• The problem
Beginning with the first line below, please restate each line exactly, down to and including the line containing "pub struct SupervisorOptions".

--- Available records Enclosed Below ---

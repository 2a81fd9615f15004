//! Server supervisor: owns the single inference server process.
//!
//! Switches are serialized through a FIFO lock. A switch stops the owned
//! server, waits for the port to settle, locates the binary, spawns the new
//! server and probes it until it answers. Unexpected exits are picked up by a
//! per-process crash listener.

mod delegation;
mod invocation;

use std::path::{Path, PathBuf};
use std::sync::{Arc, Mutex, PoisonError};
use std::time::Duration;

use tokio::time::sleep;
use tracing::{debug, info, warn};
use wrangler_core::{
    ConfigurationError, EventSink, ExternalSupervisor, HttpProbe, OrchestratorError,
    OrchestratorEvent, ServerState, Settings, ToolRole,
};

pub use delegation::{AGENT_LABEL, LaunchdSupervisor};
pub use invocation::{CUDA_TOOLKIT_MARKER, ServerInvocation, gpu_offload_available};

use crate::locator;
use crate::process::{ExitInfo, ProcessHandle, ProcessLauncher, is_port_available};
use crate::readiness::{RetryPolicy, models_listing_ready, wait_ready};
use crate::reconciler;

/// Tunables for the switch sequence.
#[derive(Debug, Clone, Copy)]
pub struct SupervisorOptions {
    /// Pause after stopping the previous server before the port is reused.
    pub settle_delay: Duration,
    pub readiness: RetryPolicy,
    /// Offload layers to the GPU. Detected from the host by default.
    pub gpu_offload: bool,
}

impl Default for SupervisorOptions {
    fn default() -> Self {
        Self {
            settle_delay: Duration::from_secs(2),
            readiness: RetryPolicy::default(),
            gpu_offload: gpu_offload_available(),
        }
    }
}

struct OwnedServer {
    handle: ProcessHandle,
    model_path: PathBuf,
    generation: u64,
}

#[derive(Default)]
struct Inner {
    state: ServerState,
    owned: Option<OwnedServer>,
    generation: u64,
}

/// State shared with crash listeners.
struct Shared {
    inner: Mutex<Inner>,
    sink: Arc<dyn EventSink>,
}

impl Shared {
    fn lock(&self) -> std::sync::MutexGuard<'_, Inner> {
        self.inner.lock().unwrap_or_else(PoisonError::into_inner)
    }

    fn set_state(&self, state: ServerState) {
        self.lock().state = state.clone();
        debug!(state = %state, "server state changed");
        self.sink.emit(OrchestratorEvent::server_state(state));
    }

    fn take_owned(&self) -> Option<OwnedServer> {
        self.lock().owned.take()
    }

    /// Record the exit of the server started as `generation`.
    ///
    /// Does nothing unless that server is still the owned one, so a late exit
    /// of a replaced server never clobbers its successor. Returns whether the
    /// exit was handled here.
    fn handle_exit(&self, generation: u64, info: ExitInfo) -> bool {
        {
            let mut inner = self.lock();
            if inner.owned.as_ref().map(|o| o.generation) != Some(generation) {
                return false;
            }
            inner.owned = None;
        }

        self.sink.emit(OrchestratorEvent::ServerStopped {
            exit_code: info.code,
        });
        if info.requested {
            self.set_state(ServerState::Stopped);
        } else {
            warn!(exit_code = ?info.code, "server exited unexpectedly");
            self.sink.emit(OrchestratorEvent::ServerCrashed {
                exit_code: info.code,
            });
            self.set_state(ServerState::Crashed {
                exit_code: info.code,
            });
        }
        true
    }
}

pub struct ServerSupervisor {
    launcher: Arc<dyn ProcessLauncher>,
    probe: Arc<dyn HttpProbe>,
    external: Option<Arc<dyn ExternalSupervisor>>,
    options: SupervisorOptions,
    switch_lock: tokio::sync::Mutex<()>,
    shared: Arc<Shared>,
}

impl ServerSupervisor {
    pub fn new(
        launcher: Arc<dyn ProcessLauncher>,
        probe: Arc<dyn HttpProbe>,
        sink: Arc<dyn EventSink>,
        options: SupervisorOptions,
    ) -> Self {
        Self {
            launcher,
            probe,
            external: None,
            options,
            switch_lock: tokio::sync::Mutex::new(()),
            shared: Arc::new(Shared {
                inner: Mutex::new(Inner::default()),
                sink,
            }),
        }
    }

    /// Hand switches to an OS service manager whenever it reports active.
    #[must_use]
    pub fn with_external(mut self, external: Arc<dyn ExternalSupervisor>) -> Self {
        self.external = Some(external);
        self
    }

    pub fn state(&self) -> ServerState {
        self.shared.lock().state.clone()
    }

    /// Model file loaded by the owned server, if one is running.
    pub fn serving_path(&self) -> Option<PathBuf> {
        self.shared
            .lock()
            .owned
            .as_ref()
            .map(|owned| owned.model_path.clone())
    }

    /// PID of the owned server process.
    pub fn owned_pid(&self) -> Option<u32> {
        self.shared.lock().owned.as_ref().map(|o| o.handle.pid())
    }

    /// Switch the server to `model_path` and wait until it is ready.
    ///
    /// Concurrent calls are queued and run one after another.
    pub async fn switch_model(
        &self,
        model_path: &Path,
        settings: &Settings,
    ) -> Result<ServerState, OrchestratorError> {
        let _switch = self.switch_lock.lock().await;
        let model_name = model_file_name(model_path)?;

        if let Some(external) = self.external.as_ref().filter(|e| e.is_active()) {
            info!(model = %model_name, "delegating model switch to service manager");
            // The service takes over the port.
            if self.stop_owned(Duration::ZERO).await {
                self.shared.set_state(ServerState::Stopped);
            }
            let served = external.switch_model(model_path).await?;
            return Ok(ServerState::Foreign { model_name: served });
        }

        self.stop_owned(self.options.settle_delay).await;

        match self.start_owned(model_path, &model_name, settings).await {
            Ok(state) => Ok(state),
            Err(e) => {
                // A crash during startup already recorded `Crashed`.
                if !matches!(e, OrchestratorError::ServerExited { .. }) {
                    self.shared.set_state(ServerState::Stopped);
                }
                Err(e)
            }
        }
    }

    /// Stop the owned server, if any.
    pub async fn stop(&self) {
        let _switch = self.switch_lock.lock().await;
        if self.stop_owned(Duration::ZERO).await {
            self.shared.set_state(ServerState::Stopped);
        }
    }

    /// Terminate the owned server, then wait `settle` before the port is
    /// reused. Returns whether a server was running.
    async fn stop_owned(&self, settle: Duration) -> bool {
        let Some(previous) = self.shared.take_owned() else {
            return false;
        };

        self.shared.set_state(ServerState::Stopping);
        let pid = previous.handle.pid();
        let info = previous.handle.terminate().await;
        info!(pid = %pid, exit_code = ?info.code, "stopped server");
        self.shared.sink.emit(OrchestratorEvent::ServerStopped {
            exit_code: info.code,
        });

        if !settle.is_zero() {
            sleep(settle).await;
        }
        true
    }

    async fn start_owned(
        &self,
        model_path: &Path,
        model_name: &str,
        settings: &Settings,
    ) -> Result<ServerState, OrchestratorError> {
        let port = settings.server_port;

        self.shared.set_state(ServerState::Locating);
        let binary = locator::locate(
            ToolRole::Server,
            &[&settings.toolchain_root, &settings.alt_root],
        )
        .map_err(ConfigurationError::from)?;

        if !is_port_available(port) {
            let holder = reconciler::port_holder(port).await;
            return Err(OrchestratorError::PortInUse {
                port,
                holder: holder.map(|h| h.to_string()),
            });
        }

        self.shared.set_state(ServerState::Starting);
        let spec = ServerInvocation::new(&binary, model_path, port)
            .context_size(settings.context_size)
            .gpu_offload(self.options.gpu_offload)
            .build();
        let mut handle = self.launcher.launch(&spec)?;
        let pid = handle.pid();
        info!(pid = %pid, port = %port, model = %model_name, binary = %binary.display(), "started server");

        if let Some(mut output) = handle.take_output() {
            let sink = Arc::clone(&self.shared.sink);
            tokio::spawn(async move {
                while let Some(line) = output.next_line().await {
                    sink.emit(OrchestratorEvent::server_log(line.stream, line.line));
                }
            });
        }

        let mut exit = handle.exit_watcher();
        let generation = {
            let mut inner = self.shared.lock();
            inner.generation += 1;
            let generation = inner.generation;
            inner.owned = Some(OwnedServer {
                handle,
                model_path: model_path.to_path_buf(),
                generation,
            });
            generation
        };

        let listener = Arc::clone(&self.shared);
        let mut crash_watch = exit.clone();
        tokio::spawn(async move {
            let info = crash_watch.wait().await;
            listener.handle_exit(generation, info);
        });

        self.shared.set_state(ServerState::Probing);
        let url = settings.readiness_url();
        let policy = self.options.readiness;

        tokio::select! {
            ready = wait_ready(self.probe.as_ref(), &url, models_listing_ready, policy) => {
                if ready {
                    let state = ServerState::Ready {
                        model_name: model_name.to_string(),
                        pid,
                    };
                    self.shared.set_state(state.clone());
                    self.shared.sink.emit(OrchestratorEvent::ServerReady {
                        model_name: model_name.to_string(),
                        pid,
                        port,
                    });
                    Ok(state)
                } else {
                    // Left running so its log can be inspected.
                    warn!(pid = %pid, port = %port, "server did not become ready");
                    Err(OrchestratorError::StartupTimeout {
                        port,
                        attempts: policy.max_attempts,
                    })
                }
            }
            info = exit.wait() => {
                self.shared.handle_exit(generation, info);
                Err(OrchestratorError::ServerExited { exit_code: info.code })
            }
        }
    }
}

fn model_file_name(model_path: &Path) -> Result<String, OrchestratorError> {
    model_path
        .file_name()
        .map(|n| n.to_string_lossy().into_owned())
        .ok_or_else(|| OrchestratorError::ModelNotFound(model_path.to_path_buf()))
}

--- End of Enclosed Available records ---

• Expected answer
repository 2a81fd9615f15004
//! Server supervisor: owns the single inference server process.
//!
//! Switches are serialized through a FIFO lock. A switch stops the owned
//! server, waits for the port to settle, locates the binary, spawns the new
//! server and probes it until it answers. Unexpected exits are picked up by a
//! per-process crash listener.

mod delegation;
mod invocation;

use std::path::{Path, PathBuf};
use std::sync::{Arc, Mutex, PoisonError};
use std::time::Duration;

use tokio::time::sleep;
use tracing::{debug, info, warn};
use wrangler_core::{
    ConfigurationError, EventSink, ExternalSupervisor, HttpProbe, OrchestratorError,
    OrchestratorEvent, ServerState, Settings, ToolRole,
};

pub use delegation::{AGENT_LABEL, LaunchdSupervisor};
pub use invocation::{CUDA_TOOLKIT_MARKER, ServerInvocation, gpu_offload_available};

use crate::locator;
use crate::process::{ExitInfo, ProcessHandle, ProcessLauncher, is_port_available};
use crate::readiness::{RetryPolicy, models_listing_ready, wait_ready};
use crate::reconciler;

/// Tunables for the switch sequence.
#[derive(Debug, Clone, Copy)]
pub struct SupervisorOptions {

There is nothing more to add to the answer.